The dance contains the following figures: circle, cast, lead, figure eight, box the gnat (and probably others).
If you find what you believe to be a mistake in this animation, please leave a comment on youtube explaining what you believe to be wrong. If I agree with you I shall do my best to fix it.
If you wish to link to this animation please see my comments on the perils of youtube. You may freely link to this page, of course, and that should have no problems, but use one of my redirects when linking to the youtube video itself:
https://www.upadouble.info/redirect.php?id=LambsOnGreenHill
The dance is copyright © 2011 by Dan Seppeler.
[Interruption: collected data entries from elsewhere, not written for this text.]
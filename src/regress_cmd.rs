//! Regress command: fit scaling relationships between two scales.

use anyhow::{Context, Result, anyhow};
use tracing::{info, info_span};

use emsr_catalogue::Catalogue;
use emsr_scaling::{Emsr, EmsrOutcome};

use crate::cli::RegressArgs;
use crate::config::{self, EmsrConfig};
use crate::convert;
use crate::import_cmd;

/// Run the regression pipeline and write the JSON report.
pub fn run(args: RegressArgs) -> Result<()> {
    let _cmd = info_span!("regress").entered();
    let config = config::load(&args.config)?;

    let native = args
        .native
        .or_else(|| config.regression.native.clone())
        .ok_or_else(|| anyhow!("no native scale: set [regression].native in config or use --native"))?;
    let target = args
        .target
        .or_else(|| config.regression.target.clone())
        .ok_or_else(|| anyhow!("no target scale: set [regression].target in config or use --target"))?;

    let catalogue = import_cmd::load_catalogue(&config.import)?;
    let outcome = regress(&config, &catalogue, &native, &target, args.seed)?;
    let json = outcome.to_json()?;

    match args.output {
        Some(path) => {
            std::fs::write(&path, &json)
                .with_context(|| format!("failed to write report: {}", path.display()))?;
            info!(path = %path.display(), "report written");
        }
        None => println!("{json}"),
    }
    Ok(())
}

/// Filters, groups, selects and fits `native -> target` on `catalogue`.
pub fn regress(
    config: &EmsrConfig,
    catalogue: &Catalogue,
    native: &str,
    target: &str,
    seed: Option<u64>,
) -> Result<EmsrOutcome> {
    let filter = convert::build_filter(&config.filter)?;
    let grouping = convert::build_grouping(&config.grouping)?;
    let selection = convert::build_selection(&config.selection, seed)?;
    let missing = convert::build_missing_uncertainty(&config.selection)?;
    let models = convert::build_models(&config.regression)?;
    let odr = convert::build_odr_config(&config.regression)?;

    let measures = catalogue.query(&filter);
    info!(measures = measures.len(), "measures selected by filter");

    let emsr = Emsr::new(measures, grouping).context("grouping failed")?;
    let outcome = emsr
        .apply_regression_model(native, target, &selection, &missing, catalogue, &models, &odr)
        .with_context(|| format!("regression {native} -> {target} failed"))?;

    for failure in outcome.failures() {
        info!(model = %failure.model, reason = %failure.reason, "model skipped");
    }
    if let Some(best) = outcome.best() {
        info!(
            model = %best.name(),
            beta = ?best.fit().beta(),
            residual = best.fit().residual(),
            "best scaling relationship"
        );
    }
    Ok(outcome)
}

#[cfg(test)]
mod tests {
    use super::*;
    use crate::testutil::{bulletin, write_file};

    fn config_with_inputs(text: &str) -> (tempfile::TempDir, EmsrConfig) {
        let dir = tempfile::tempdir().unwrap();
        let input = write_file(dir.path(), "bulletin.isf", &bulletin(0..20));
        let toml_text = format!("[import]\ninputs = [{:?}]\n{text}", input.display().to_string());
        let path = write_file(dir.path(), "emsr.toml", &toml_text);
        let config = config::load(&path).unwrap();
        (dir, config)
    }

    #[test]
    fn test_regress_linear() {
        let (_dir, config) = config_with_inputs("[regression]\nmodels = [\"linear\"]\n");
        let catalogue = import_cmd::load_catalogue(&config.import).unwrap();
        let outcome = regress(&config, &catalogue, "mb", "Mw", None).unwrap();
        assert_eq!(outcome.pairs().len(), 20);
        let best = outcome.best().unwrap();
        assert!((best.fit().beta()[1] - 0.9).abs() < 0.15);
    }

    #[test]
    fn test_regress_json_report() {
        let (dir, _) = config_with_inputs("");
        let output = dir.path().join("report.json");
        let args = RegressArgs {
            config: dir.path().join("emsr.toml"),
            native: Some("mb".to_string()),
            target: Some("Mw".to_string()),
            seed: None,
            output: Some(output.clone()),
        };
        run(args).unwrap();
        let json = std::fs::read_to_string(output).unwrap();
        assert!(json.contains("\"target\": \"Mw\""));
        assert!(json.contains("\"relationships\""));
    }

    #[test]
    fn test_filter_leaves_too_few_pairs() {
        let (_dir, config) =
            config_with_inputs("[filter]\nend = \"2010-01-02T23:59:59Z\"\n");
        let catalogue = import_cmd::load_catalogue(&config.import).unwrap();
        let err = regress(&config, &catalogue, "mb", "Mw", None).unwrap_err();
        assert!(format!("{err:#}").contains("not enough samples"));
    }

    #[test]
    fn test_missing_scale() {
        let (dir, _) = config_with_inputs("");
        let args = RegressArgs {
            config: dir.path().join("emsr.toml"),
            native: None,
            target: Some("Mw".to_string()),
            seed: None,
            output: None,
        };
        let err = run(args).unwrap_err();
        assert!(err.to_string().contains("no native scale"));
    }
}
My visualization of this dance is copyright © 2020 by George W. Williams V and is released under a Creative Commons Attribution 4.0 International License.
This website is copyright © 2021,2022,2023,2024 by George W. Williams V
My work is licensed under a Creative Commons Attribution 4.0 International License. Most of the dances have more restrictive licensing, see my notes on copyright, the individual dance pages should mention when some rights are waived.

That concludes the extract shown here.